WHAT IS BEING ASKED
Would you return, word for word, the lines of the data below from the line with "filename src/config/mod.rs" through the line with "version cache with", and no others?

RECORDED DATA
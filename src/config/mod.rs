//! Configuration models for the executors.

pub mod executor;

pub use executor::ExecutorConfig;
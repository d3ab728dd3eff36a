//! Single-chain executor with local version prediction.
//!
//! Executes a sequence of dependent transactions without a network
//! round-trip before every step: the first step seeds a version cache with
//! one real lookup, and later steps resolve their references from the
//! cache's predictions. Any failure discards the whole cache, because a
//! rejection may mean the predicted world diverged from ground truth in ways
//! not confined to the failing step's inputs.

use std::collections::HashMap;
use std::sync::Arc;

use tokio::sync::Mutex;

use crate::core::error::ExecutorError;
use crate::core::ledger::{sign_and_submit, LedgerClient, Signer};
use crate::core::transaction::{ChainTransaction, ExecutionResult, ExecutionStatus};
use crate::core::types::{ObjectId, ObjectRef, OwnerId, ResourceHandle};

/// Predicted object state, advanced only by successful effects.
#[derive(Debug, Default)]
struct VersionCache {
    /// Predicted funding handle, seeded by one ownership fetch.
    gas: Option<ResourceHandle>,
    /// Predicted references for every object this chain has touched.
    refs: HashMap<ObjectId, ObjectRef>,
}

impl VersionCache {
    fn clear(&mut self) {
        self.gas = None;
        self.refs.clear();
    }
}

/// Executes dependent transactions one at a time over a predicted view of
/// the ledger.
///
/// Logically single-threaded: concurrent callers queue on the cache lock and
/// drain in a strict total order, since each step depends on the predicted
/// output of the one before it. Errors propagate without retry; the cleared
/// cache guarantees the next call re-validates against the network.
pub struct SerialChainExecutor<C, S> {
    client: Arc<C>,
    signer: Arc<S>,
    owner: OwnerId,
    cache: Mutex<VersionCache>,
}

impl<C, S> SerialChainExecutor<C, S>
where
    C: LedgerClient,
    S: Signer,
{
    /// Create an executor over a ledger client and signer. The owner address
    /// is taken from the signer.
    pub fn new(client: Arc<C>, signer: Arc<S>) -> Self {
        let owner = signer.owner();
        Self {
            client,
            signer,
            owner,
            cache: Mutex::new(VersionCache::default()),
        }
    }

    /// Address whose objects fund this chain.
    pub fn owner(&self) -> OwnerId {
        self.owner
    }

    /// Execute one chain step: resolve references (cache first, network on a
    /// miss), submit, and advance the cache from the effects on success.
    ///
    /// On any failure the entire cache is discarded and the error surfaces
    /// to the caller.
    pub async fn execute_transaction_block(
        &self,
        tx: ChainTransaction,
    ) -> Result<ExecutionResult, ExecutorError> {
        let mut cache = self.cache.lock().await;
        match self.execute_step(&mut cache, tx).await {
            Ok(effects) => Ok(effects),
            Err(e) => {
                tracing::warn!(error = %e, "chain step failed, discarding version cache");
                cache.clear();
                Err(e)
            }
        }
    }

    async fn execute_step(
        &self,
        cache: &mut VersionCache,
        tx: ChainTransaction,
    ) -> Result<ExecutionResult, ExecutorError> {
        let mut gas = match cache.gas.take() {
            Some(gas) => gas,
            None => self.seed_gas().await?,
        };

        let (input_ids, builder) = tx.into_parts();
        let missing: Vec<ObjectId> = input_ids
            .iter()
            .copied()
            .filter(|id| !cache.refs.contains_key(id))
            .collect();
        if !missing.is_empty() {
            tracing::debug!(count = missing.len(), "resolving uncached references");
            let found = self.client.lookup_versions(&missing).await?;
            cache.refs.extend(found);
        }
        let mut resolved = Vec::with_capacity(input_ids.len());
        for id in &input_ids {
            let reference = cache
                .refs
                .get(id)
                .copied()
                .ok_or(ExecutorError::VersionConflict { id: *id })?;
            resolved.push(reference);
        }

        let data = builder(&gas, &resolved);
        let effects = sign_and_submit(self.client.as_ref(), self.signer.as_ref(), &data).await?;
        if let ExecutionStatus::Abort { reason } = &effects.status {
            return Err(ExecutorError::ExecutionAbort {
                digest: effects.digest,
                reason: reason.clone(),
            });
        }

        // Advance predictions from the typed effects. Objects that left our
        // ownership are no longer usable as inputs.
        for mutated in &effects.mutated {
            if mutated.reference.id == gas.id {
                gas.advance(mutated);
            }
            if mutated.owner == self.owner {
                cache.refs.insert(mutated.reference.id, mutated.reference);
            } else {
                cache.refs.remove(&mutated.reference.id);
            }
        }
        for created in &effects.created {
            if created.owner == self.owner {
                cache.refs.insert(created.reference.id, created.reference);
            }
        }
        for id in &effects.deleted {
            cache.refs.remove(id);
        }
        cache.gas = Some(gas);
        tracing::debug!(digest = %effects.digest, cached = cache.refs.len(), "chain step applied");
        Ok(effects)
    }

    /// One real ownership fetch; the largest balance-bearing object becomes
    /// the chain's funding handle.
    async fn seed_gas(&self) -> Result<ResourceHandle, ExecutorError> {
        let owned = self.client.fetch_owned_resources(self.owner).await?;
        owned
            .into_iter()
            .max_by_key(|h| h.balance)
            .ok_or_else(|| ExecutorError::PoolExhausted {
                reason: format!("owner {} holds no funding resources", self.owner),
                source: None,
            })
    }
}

---

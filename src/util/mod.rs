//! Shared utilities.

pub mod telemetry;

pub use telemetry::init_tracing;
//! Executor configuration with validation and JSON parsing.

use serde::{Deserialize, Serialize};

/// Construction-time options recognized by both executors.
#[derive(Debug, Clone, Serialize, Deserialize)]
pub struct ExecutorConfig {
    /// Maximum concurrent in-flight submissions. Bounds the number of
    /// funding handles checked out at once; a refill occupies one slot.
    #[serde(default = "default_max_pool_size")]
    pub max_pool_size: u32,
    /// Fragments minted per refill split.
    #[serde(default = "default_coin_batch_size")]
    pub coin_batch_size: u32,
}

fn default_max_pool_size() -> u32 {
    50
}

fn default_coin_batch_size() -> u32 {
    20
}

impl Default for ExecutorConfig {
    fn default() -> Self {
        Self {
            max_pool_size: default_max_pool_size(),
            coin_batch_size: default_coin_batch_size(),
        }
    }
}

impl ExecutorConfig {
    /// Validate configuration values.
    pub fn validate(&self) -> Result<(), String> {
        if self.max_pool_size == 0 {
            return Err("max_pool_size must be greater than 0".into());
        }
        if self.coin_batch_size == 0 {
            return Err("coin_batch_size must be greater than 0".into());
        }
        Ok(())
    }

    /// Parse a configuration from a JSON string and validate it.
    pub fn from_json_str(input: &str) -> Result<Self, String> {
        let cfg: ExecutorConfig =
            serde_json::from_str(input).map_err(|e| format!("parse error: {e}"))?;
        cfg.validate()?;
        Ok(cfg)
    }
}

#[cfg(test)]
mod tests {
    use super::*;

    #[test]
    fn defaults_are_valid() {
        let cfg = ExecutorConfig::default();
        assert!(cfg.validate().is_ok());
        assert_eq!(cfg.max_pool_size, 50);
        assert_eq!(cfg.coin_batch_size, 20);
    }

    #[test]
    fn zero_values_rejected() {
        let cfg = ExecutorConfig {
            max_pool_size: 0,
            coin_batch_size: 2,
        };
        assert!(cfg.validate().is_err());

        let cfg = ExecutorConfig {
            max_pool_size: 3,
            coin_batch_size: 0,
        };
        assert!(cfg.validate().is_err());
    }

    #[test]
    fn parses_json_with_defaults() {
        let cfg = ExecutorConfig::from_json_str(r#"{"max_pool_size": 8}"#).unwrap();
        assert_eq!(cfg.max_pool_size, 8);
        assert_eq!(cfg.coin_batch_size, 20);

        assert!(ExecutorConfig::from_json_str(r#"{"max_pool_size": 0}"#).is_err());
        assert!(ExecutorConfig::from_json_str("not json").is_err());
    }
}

RESPONSE TO THE TASK
filename src/config/mod.rs
//! Configuration models for the executors.

pub mod executor;

pub use executor::ExecutorConfig;
repository d3ab728dd3eff36a
//! Single-chain executor with local version prediction.
//!
//! Executes a sequence of dependent transactions without a network
//! round-trip before every step: the first step seeds a version cache with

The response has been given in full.